All that is wanted is a word-for-word copy of the data from its first line to the line containing "objective and constraint", both included.

Top of DATA EXTRACTS

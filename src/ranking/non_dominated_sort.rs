//! Fast non-dominated sorting.

use crate::dominance::{Dominance, DominanceComparator};
use crate::error::{MoeaError, MoeaResult};
use crate::solution::Evaluated;
use tracing::instrument;

#[cfg(feature = "parallel")]
use rayon::prelude::*;

/// Result of non-dominated sorting.
///
/// Each element of `ranks` corresponds to the Pareto rank of the solution
/// at the same index. Rank 0 is the Pareto front (non-dominated solutions).
#[derive(Debug, Clone, Default, PartialEq, Eq)]
pub struct NondominatedSortResult {
    /// Pareto rank for each solution (0 = front).
    pub ranks: Vec<usize>,

    /// Indices grouped by front: `fronts[0]` contains rank-0 indices, etc.
    /// Each front lists its members in ascending index order.
    pub fronts: Vec<Vec<usize>>,
}

impl NondominatedSortResult {
    /// Number of fronts.
    pub fn front_count(&self) -> usize {
        self.fronts.len()
    }

    /// Member indices of the front with the given rank, or an empty slice.
    pub fn front(&self, rank: usize) -> &[usize] {
        self.fronts.get(rank).map(Vec::as_slice).unwrap_or(&[])
    }

    /// Returns `true` if nothing was sorted.
    pub fn is_empty(&self) -> bool {
        self.ranks.is_empty()
    }
}

/// Verifies that every solution has the same objective and constraint
/// count, returning `(objectives, constraints)` of the first solution.
///
/// An empty slice yields `(0, 0)`.
///
/// # Errors
///
/// [`MoeaError::ObjectiveCountMismatch`] or
/// [`MoeaError::ConstraintCountMismatch`] naming the first offender.
pub fn check_dimensions<S: Evaluated>(solutions: &[S]) -> MoeaResult<(usize, usize)> {
    let Some(first) = solutions.first() else {
        return Ok((0, 0));
    };
    let m = first.objectives().len();
    let c = first.constraints().len();

    for s in &solutions[1..] {
        if s.objectives().len() != m {
            return Err(MoeaError::ObjectiveCountMismatch {
                expected: m,
                actual: s.objectives().len(),
            });
        }
        if s.constraints().len() != c {
            return Err(MoeaError::ConstraintCountMismatch {
                expected: c,
                actual: s.constraints().len(),
            });
        }
    }
    Ok((m, c))
}

/// Fast non-dominated sorting.
///
/// Assigns a rank to each solution: front 0 holds solutions dominated by
/// no one, front 1 those dominated only by front 0, and so on. Solutions
/// with identical objectives are mutually nondominated and share a front.
///
/// # Algorithm (Deb et al., 2002)
///
/// 1. For each pair, record who dominates whom: a domination count per
///    solution and the list of solutions it dominates
/// 2. Solutions with count 0 form front 0
/// 3. Peeling a front decrements the count of everything it dominates;
///    solutions reaching 0 form the next front
///
/// If the comparator is not transitive (e.g. NaN objectives) the peeling
/// can stall; the unassigned remainder then becomes one final front so
/// every solution still gets exactly one rank.
///
/// # Complexity
///
/// O(m * n²) comparisons, O(n²) memory for the domination lists.
/// With the `parallel` feature the domination lists are built in parallel.
///
/// # Panics
///
/// Panics if solutions disagree on objective or constraint count
/// (see [`check_dimensions`]).
///
/// # Example
///
/// ```
/// use u_moea::dominance::ParetoDominance;
/// use u_moea::ranking::non_dominated_sort;
///
/// let objectives = vec![
///     vec![1.0, 5.0],  // Solution A
///     vec![3.0, 3.0],  // Solution B
///     vec![5.0, 1.0],  // Solution C
///     vec![4.0, 4.0],  // Solution D, dominated by B
/// ];
///
/// let result = non_dominated_sort(&objectives, &ParetoDominance);
///
/// assert_eq!(result.ranks, vec![0, 0, 0, 1]);
/// assert_eq!(result.fronts, vec![vec![0, 1, 2], vec![3]]);
/// ```
#[instrument(level = "debug", skip_all, fields(n = solutions.len()))]
pub fn non_dominated_sort<S, C>(solutions: &[S], comparator: &C) -> NondominatedSortResult
where
    S: Evaluated + Sync,
    C: DominanceComparator,
{
    if let Err(err) = check_dimensions(solutions) {
        panic!("{err}");
    }

    let n = solutions.len();
    if n == 0 {
        return NondominatedSortResult::default();
    }

    let (dominates, mut domination_count) = domination_graph(solutions, comparator);

    let mut ranks = vec![usize::MAX; n];
    let mut fronts: Vec<Vec<usize>> = Vec::new();
    let mut next_front: Vec<usize> = (0..n).filter(|&i| domination_count[i] == 0).collect();
    let mut assigned = 0;

    while assigned < n {
        if next_front.is_empty() {
            // Cyclic relation: nothing left is free of domination.
            next_front = (0..n).filter(|&i| ranks[i] == usize::MAX).collect();
            tracing::warn!(
                remaining = next_front.len(),
                "comparator is not transitive; forcing remaining solutions into a final front"
            );
        }

        next_front.sort_unstable();
        let rank = fronts.len();
        for &i in &next_front {
            ranks[i] = rank;
        }
        assigned += next_front.len();

        let mut following = Vec::new();
        for &i in &next_front {
            for &j in &dominates[i] {
                domination_count[j] -= 1;
                if domination_count[j] == 0 && ranks[j] == usize::MAX {
                    following.push(j);
                }
            }
        }
        fronts.push(std::mem::replace(&mut next_front, following));
    }

    tracing::debug!(fronts = fronts.len(), "non-dominated sort complete");

    NondominatedSortResult { ranks, fronts }
}

/// Domination lists (`dominates[i]` = indices `i` dominates) and
/// domination counts (how many solutions dominate `i`).
#[cfg(not(feature = "parallel"))]
fn domination_graph<S, C>(solutions: &[S], comparator: &C) -> (Vec<Vec<usize>>, Vec<usize>)
where
    S: Evaluated + Sync,
    C: DominanceComparator,
{
    let n = solutions.len();
    let mut dominates: Vec<Vec<usize>> = vec![Vec::new(); n];
    let mut domination_count = vec![0usize; n];

    for i in 0..n {
        for j in (i + 1)..n {
            match comparator.compare(&solutions[i], &solutions[j]) {
                Dominance::Left => {
                    dominates[i].push(j);
                    domination_count[j] += 1;
                }
                Dominance::Right => {
                    dominates[j].push(i);
                    domination_count[i] += 1;
                }
                Dominance::Neither => {}
            }
        }
    }

    (dominates, domination_count)
}

#[cfg(feature = "parallel")]
fn domination_graph<S, C>(solutions: &[S], comparator: &C) -> (Vec<Vec<usize>>, Vec<usize>)
where
    S: Evaluated + Sync,
    C: DominanceComparator,
{
    let n = solutions.len();
    (0..n)
        .into_par_iter()
        .map(|i| {
            let mut dominated = Vec::new();
            let mut count = 0usize;
            for j in 0..n {
                if i == j {
                    continue;
                }
                match comparator.compare(&solutions[i], &solutions[j]) {
                    Dominance::Left => dominated.push(j),
                    Dominance::Right => count += 1,
                    Dominance::Neither => {}
                }
            }
            (dominated, count)
        })
        .unzip()
}

// ============================================================================
// Tests
// ============================================================================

Bottom of DATA EXTRACTS

• **YOUR SOLUTION**
filename src/ranking/non_dominated_sort.rs
//! Fast non-dominated sorting.

use crate::dominance::{Dominance, DominanceComparator};
use crate::error::{MoeaError, MoeaResult};
use crate::solution::Evaluated;
use tracing::instrument;

#[cfg(feature = "parallel")]
use rayon::prelude::*;

/// Result of non-dominated sorting.
///
/// Each element of `ranks` corresponds to the Pareto rank of the solution
/// at the same index. Rank 0 is the Pareto front (non-dominated solutions).
#[derive(Debug, Clone, Default, PartialEq, Eq)]
pub struct NondominatedSortResult {
    /// Pareto rank for each solution (0 = front).
    pub ranks: Vec<usize>,

    /// Indices grouped by front: `fronts[0]` contains rank-0 indices, etc.
    /// Each front lists its members in ascending index order.
    pub fronts: Vec<Vec<usize>>,
}

impl NondominatedSortResult {
    /// Number of fronts.
    pub fn front_count(&self) -> usize {
        self.fronts.len()
    }

    /// Member indices of the front with the given rank, or an empty slice.
    pub fn front(&self, rank: usize) -> &[usize] {
        self.fronts.get(rank).map(Vec::as_slice).unwrap_or(&[])
    }

    /// Returns `true` if nothing was sorted.
    pub fn is_empty(&self) -> bool {
        self.ranks.is_empty()
    }
}

/// Verifies that every solution has the same objective and constraint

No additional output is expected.